= Records provided =
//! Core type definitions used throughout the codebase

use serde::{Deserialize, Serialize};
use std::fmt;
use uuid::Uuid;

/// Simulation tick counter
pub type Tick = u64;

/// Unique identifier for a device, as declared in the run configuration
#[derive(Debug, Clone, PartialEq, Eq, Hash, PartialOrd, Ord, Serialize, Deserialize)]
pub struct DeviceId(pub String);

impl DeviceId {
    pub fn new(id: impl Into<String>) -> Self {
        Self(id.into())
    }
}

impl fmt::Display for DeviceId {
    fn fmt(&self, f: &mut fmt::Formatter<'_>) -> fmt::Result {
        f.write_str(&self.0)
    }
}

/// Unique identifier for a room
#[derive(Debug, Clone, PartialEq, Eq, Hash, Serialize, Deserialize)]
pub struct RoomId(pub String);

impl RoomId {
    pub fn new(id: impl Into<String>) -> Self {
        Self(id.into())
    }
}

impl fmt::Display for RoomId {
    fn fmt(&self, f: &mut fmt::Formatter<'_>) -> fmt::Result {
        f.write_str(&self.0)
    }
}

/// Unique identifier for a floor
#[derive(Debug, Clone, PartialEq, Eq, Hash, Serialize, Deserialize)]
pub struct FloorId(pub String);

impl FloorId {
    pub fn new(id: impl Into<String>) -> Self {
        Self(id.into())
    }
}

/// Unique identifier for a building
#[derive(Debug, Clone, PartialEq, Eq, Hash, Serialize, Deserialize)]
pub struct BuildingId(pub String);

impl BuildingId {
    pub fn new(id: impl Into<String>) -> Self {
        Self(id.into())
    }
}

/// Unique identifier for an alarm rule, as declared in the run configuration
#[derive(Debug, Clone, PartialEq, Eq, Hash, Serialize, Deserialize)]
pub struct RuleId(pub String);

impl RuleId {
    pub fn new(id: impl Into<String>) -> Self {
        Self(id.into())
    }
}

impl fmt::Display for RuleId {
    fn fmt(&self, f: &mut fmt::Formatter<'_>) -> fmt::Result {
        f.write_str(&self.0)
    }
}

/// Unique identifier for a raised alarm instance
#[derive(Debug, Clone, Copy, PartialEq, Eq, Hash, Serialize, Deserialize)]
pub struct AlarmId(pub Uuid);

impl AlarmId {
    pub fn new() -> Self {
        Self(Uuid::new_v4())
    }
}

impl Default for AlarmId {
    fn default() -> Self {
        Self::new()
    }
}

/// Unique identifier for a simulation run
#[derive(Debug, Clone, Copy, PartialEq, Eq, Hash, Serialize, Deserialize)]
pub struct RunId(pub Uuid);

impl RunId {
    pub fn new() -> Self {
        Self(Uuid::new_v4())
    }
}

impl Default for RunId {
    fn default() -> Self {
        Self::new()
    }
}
* * *
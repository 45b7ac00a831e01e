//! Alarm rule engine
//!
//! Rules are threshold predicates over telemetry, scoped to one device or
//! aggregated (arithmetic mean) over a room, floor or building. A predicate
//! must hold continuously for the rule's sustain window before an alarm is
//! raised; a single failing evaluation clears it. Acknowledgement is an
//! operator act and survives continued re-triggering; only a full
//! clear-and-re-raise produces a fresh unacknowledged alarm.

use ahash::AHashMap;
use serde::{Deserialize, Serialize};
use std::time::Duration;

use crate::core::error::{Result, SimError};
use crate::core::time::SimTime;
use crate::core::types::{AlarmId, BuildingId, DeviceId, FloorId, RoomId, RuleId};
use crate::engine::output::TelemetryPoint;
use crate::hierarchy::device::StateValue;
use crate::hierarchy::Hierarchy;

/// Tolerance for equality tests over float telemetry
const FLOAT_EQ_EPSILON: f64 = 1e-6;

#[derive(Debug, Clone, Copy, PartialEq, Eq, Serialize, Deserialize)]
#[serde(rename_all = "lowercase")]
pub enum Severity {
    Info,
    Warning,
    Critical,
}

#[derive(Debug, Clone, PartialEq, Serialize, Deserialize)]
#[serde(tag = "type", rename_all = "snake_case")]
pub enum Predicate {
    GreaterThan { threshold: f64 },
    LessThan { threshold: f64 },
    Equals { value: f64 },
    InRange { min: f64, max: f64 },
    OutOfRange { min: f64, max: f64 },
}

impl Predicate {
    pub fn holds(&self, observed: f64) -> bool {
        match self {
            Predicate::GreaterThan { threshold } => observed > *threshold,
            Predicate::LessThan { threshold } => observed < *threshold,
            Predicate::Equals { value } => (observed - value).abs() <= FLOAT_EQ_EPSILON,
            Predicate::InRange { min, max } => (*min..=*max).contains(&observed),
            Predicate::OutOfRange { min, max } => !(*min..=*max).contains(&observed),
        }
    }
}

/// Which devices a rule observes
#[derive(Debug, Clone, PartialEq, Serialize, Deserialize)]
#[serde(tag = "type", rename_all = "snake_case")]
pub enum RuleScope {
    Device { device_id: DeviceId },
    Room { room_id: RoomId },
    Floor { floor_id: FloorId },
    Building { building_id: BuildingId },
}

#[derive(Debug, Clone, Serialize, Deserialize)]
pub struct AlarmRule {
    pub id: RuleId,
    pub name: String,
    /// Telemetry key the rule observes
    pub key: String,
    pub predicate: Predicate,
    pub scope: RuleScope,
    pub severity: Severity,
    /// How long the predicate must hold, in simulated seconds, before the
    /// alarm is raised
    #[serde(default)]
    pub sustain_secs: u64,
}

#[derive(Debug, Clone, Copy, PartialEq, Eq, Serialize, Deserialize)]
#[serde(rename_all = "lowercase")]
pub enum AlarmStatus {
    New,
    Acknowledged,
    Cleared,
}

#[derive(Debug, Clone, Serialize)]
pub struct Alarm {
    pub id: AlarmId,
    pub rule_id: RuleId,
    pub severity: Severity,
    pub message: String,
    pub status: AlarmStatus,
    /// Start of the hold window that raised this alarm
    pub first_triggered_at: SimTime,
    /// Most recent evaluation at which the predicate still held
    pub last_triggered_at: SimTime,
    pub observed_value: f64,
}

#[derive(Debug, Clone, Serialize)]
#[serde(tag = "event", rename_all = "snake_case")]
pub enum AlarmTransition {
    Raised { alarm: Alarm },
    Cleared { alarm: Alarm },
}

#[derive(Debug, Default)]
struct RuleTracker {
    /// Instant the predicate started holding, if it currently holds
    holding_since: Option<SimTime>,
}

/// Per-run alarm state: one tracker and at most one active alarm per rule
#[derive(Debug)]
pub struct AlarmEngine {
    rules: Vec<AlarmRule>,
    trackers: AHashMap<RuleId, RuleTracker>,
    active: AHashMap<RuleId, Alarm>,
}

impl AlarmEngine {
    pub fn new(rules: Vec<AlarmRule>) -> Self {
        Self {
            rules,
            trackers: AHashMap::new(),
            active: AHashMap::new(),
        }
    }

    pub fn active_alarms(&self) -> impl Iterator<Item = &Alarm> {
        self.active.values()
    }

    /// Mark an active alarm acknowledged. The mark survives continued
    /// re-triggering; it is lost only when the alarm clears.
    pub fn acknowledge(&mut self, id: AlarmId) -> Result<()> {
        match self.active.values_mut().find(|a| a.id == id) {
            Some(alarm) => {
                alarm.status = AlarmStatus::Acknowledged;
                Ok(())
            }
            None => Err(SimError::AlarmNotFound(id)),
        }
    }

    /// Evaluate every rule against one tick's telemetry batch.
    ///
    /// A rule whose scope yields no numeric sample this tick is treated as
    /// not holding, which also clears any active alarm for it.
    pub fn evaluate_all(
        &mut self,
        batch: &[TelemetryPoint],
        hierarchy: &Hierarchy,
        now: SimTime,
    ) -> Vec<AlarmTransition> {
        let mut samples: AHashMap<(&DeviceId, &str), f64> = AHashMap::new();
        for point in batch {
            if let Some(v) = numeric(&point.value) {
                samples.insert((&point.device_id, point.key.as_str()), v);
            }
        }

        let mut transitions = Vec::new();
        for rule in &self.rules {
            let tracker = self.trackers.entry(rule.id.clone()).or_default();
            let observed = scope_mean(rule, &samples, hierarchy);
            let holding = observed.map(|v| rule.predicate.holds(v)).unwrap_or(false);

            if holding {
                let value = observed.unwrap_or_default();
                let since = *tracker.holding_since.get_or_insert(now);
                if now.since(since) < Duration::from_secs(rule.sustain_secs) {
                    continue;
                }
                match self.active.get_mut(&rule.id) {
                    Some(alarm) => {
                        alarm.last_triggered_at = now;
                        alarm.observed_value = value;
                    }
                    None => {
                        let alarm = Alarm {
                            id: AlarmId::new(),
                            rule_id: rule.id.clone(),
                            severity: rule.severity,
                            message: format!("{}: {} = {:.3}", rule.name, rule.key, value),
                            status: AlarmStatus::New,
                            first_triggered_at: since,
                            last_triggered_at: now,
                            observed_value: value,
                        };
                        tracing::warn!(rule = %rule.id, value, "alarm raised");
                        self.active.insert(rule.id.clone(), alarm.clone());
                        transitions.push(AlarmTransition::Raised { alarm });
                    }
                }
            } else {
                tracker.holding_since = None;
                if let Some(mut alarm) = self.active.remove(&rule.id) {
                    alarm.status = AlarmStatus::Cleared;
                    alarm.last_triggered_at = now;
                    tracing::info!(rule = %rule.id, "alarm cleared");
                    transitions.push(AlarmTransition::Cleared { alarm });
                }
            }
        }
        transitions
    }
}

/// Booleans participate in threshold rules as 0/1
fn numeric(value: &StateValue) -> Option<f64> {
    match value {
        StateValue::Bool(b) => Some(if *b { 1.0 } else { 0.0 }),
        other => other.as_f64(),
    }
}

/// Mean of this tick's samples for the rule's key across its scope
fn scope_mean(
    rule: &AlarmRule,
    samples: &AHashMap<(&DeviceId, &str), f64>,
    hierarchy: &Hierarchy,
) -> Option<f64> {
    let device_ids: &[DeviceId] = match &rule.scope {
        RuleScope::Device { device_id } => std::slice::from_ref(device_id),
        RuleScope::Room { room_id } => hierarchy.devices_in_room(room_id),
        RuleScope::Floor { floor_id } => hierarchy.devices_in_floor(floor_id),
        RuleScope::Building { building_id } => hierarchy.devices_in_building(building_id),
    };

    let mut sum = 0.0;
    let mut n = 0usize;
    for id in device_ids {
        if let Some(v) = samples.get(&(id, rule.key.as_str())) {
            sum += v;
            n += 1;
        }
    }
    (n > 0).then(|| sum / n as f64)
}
==
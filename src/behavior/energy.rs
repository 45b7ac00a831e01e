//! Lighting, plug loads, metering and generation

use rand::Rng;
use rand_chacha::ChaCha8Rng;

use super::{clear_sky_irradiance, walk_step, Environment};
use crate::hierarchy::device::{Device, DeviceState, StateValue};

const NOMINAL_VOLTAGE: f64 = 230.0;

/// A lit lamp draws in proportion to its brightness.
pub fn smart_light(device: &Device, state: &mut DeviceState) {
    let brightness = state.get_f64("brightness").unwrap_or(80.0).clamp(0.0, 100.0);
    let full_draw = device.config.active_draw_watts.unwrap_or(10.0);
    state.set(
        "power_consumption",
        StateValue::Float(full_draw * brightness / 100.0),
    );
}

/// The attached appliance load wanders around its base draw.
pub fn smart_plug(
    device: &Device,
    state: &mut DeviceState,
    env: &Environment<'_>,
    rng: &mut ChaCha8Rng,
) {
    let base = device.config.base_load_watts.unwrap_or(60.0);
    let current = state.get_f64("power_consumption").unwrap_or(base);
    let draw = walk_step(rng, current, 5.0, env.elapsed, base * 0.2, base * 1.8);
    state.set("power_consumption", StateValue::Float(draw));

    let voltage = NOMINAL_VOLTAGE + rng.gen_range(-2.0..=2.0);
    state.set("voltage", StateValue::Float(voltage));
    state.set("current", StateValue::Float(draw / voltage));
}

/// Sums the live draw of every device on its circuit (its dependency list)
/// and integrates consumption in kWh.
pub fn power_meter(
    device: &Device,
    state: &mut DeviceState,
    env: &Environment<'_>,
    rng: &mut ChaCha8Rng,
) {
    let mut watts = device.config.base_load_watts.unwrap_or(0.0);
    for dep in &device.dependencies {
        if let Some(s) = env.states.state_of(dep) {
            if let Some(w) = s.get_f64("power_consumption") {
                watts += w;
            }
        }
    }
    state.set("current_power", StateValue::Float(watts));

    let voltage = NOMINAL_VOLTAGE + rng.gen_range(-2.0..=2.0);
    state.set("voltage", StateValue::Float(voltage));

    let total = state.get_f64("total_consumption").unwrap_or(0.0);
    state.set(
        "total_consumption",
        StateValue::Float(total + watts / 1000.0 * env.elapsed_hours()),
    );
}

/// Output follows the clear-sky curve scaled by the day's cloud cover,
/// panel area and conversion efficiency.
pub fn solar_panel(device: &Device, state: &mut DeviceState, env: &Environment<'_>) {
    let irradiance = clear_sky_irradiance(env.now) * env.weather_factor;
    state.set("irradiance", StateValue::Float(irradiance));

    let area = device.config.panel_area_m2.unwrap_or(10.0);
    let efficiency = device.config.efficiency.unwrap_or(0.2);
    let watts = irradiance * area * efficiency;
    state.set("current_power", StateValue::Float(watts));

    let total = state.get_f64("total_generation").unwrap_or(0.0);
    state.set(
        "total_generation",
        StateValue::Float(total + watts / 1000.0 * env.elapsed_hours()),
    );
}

= What is expected =
Scan the listing for the string "threshold". Copy each line that has it.

= Finished task =
//! Rules are threshold predicates over telemetry, scoped to one device or
    GreaterThan { threshold: f64 },
    LessThan { threshold: f64 },
            Predicate::GreaterThan { threshold } => observed > *threshold,
            Predicate::LessThan { threshold } => observed < *threshold,
/// Booleans participate in threshold rules as 0/1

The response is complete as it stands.